Top of Input
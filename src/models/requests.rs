use serde::{Deserialize, Serialize};
use validator::Validate;

use crate::core::error::TinderError;
use crate::models::domain::{GenderPreference, SwipeDecision};

/// Enum value accepted either as its integer code or its lowercase name
///
/// Older clients send `0`, `1`, `2`; newer ones send `"pass"`, `"like"`, ...
#[derive(Debug, Clone, Copy, PartialEq, Eq, Serialize, Deserialize)]
#[serde(untagged)]
pub enum Coded<T> {
    Code(u8),
    Named(T),
}

impl<T> Coded<T>
where
    T: TryFrom<u8, Error = TinderError>,
{
    pub fn resolve(self) -> Result<T, TinderError> {
        match self {
            Coded::Code(code) => T::try_from(code),
            Coded::Named(value) => Ok(value),
        }
    }
}

/// Request to register a profile
#[derive(Debug, Clone, Serialize, Deserialize, Validate)]
pub struct RegisterRequest {
    #[validate(length(min = 1, max = 128))]
    #[serde(alias = "user_id", rename = "userId")]
    pub user_id: String,
    pub age: u16,
    #[serde(alias = "gender_preference", rename = "genderPreference")]
    pub gender_preference: Coded<GenderPreference>,
    #[validate(length(max = 100))]
    pub name: String,
    #[validate(length(max = 200))]
    pub location: String,
    #[validate(length(max = 2048))]
    #[serde(alias = "photo_url", rename = "photoUrl")]
    pub photo_url: String,
}

/// Request to swipe on another user
#[derive(Debug, Clone, Serialize, Deserialize, Validate)]
pub struct SwipeRequest {
    #[validate(length(min = 1, max = 128))]
    #[serde(alias = "user_id", rename = "userId")]
    pub user_id: String,
    #[validate(length(min = 1, max = 128))]
    #[serde(alias = "target_user_id", rename = "targetUserId")]
    pub target_user_id: String,
    pub decision: Coded<SwipeDecision>,
}

/// Request to message a mutual match
#[derive(Debug, Clone, Serialize, Deserialize, Validate)]
pub struct MessageRequest {
    #[validate(length(min = 1, max = 128))]
    #[serde(alias = "user_id", rename = "userId")]
    pub user_id: String,
    #[validate(length(min = 1, max = 128))]
    #[serde(alias = "recipient_id", rename = "recipientId")]
    pub recipient_id: String,
    #[validate(length(min = 1, max = 2000))]
    pub body: String,
}

/// Pagination for the candidate feed
#[derive(Debug, Clone, Default, Serialize, Deserialize)]
pub struct FeedQuery {
    #[serde(default)]
    pub offset: Option<usize>,
    #[serde(default)]
    pub limit: Option<usize>,
}

/// Swipe status lookup for an ordered pair
#[derive(Debug, Clone, Serialize, Deserialize)]
pub struct SwipeStatusQuery {
    pub actor: String,
    pub target: String,
}

/// Mutual match check
#[derive(Debug, Clone, Serialize, Deserialize)]
pub struct MatchQuery {
    #[serde(rename = "userA")]
    pub user_a: String,
    #[serde(rename = "userB")]
    pub user_b: String,
}

/// Conversation lookup between two users
#[derive(Debug, Clone, Serialize, Deserialize)]
pub struct ConversationQuery {
    #[serde(rename = "userId")]
    pub user_id: String,
    #[serde(rename = "peerId")]
    pub peer_id: String,
}

#[cfg(test)]
mod tests {
    use super::*;

    #[test]
    fn test_decision_accepts_code_or_name() {
        let coded: SwipeRequest = serde_json::from_str(
            r#"{"userId":"a","targetUserId":"b","decision":2}"#,
        )
        .unwrap();
        assert_eq!(coded.decision.resolve().unwrap(), SwipeDecision::Superlike);

        let named: SwipeRequest = serde_json::from_str(
            r#"{"userId":"a","targetUserId":"b","decision":"pass"}"#,
        )
        .unwrap();
        assert_eq!(named.decision.resolve().unwrap(), SwipeDecision::Pass);
    }

    #[test]
    fn test_unknown_code_rejected() {
        let req: SwipeRequest = serde_json::from_str(
            r#"{"userId":"a","targetUserId":"b","decision":7}"#,
        )
        .unwrap();
        assert_eq!(req.decision.resolve(), Err(TinderError::InvalidDecision(7)));
    }

    #[test]
    fn test_empty_message_body_invalid() {
        let req = MessageRequest {
            user_id: "a".to_string(),
            recipient_id: "b".to_string(),
            body: String::new(),
        };
        assert!(req.validate().is_err());
    }

    #[test]
    fn test_register_request_wire_format() {
        let req: RegisterRequest = serde_json::from_str(
            r#"{"userId":"0x1","age":25,"genderPreference":0,"name":"Alice","location":"New York","photoUrl":"http://example.com/pic.jpg"}"#,
        )
        .unwrap();
        assert!(req.validate().is_ok());
        assert_eq!(req.gender_preference.resolve().unwrap(), GenderPreference::Men);
    }
}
Bottom of Input
Every record above must be set down again, word for word.

* **Solution to this exercise**:
filename src/models/requests.rs
use serde::{Deserialize, Serialize};
use validator::Validate;

use crate::core::error::TinderError;
use crate::models::domain::{GenderPreference, SwipeDecision};

/// Enum value accepted either as its integer code or its lowercase name
///
/// Older clients send `0`, `1`, `2`; newer ones send `"pass"`, `"like"`, ...
#[derive(Debug, Clone, Copy, PartialEq, Eq, Serialize, Deserialize)]
#[serde(untagged)]
pub enum Coded<T> {
    Code(u8),
    Named(T),
}

impl<T> Coded<T>
where
    T: TryFrom<u8, Error = TinderError>,
{
    pub fn resolve(self) -> Result<T, TinderError> {
        match self {
            Coded::Code(code) => T::try_from(code),
            Coded::Named(value) => Ok(value),
        }
    }
}

/// Request to register a profile
#[derive(Debug, Clone, Serialize, Deserialize, Validate)]
pub struct RegisterRequest {
    #[validate(length(min = 1, max = 128))]
    #[serde(alias = "user_id", rename = "userId")]
    pub user_id: String,
    pub age: u16,
    #[serde(alias = "gender_preference", rename = "genderPreference")]
    pub gender_preference: Coded<GenderPreference>,
    #[validate(length(max = 100))]
    pub name: String,
    #[validate(length(max = 200))]
    pub location: String,
    #[validate(length(max = 2048))]
    #[serde(alias = "photo_url", rename = "photoUrl")]
    pub photo_url: String,
}

/// Request to swipe on another user
#[derive(Debug, Clone, Serialize, Deserialize, Validate)]
pub struct SwipeRequest {
    #[validate(length(min = 1, max = 128))]
    #[serde(alias = "user_id", rename = "userId")]
    pub user_id: String,
    #[validate(length(min = 1, max = 128))]
    #[serde(alias = "target_user_id", rename = "targetUserId")]
    pub target_user_id: String,
    pub decision: Coded<SwipeDecision>,
}

/// Request to message a mutual match
#[derive(Debug, Clone, Serialize, Deserialize, Validate)]
pub struct MessageRequest {
    #[validate(length(min = 1, max = 128))]
    #[serde(alias = "user_id", rename = "userId")]
    pub user_id: String,
    #[validate(length(min = 1, max = 128))]
    #[serde(alias = "recipient_id", rename = "recipientId")]
    pub recipient_id: String,
    #[validate(length(min = 1, max = 2000))]
    pub body: String,
}

/// Pagination for the candidate feed
#[derive(Debug, Clone, Default, Serialize, Deserialize)]
pub struct FeedQuery {
    #[serde(default)]
    pub offset: Option<usize>,
    #[serde(default)]
    pub limit: Option<usize>,
}

/// Swipe status lookup for an ordered pair
#[derive(Debug, Clone, Serialize, Deserialize)]
pub struct SwipeStatusQuery {
    pub actor: String,
    pub target: String,
}

/// Mutual match check
#[derive(Debug, Clone, Serialize, Deserialize)]
pub struct MatchQuery {
    #[serde(rename = "userA")]
    pub user_a: String,
    #[serde(rename = "userB")]
    pub user_b: String,
}

/// Conversation lookup between two users
#[derive(Debug, Clone, Serialize, Deserialize)]
pub struct ConversationQuery {
    #[serde(rename = "userId")]
    pub user_id: String,
    #[serde(rename = "peerId")]
    pub peer_id: String,
}

#[cfg(test)]
mod tests {
    use super::*;

    #[test]
    fn test_decision_accepts_code_or_name() {
        let coded: SwipeRequest = serde_json::from_str(
            r#"{"userId":"a","targetUserId":"b","decision":2}"#,
        )
        .unwrap();
        assert_eq!(coded.decision.resolve().unwrap(), SwipeDecision::Superlike);

        let named: SwipeRequest = serde_json::from_str(
            r#"{"userId":"a","targetUserId":"b","decision":"pass"}"#,
        )
        .unwrap();
        assert_eq!(named.decision.resolve().unwrap(), SwipeDecision::Pass);
    }

    #[test]
    fn test_unknown_code_rejected() {
        let req: SwipeRequest = serde_json::from_str(
            r#"{"userId":"a","targetUserId":"b","decision":7}"#,
        )
        .unwrap();
        assert_eq!(req.decision.resolve(), Err(TinderError::InvalidDecision(7)));
    }

    #[test]
    fn test_empty_message_body_invalid() {
        let req = MessageRequest {
            user_id: "a".to_string(),
            recipient_id: "b".to_string(),
            body: String::new(),
        };
        assert!(req.validate().is_err());
    }

    #[test]
    fn test_register_request_wire_format() {
        let req: RegisterRequest = serde_json::from_str(
            r#"{"userId":"0x1","age":25,"genderPreference":0,"name":"Alice","location":"New York","photoUrl":"http://example.com/pic.jpg"}"#,
        )
        .unwrap();
        assert!(req.validate().is_ok());
        assert_eq!(req.gender_preference.resolve().unwrap(), GenderPreference::Men);
    }
}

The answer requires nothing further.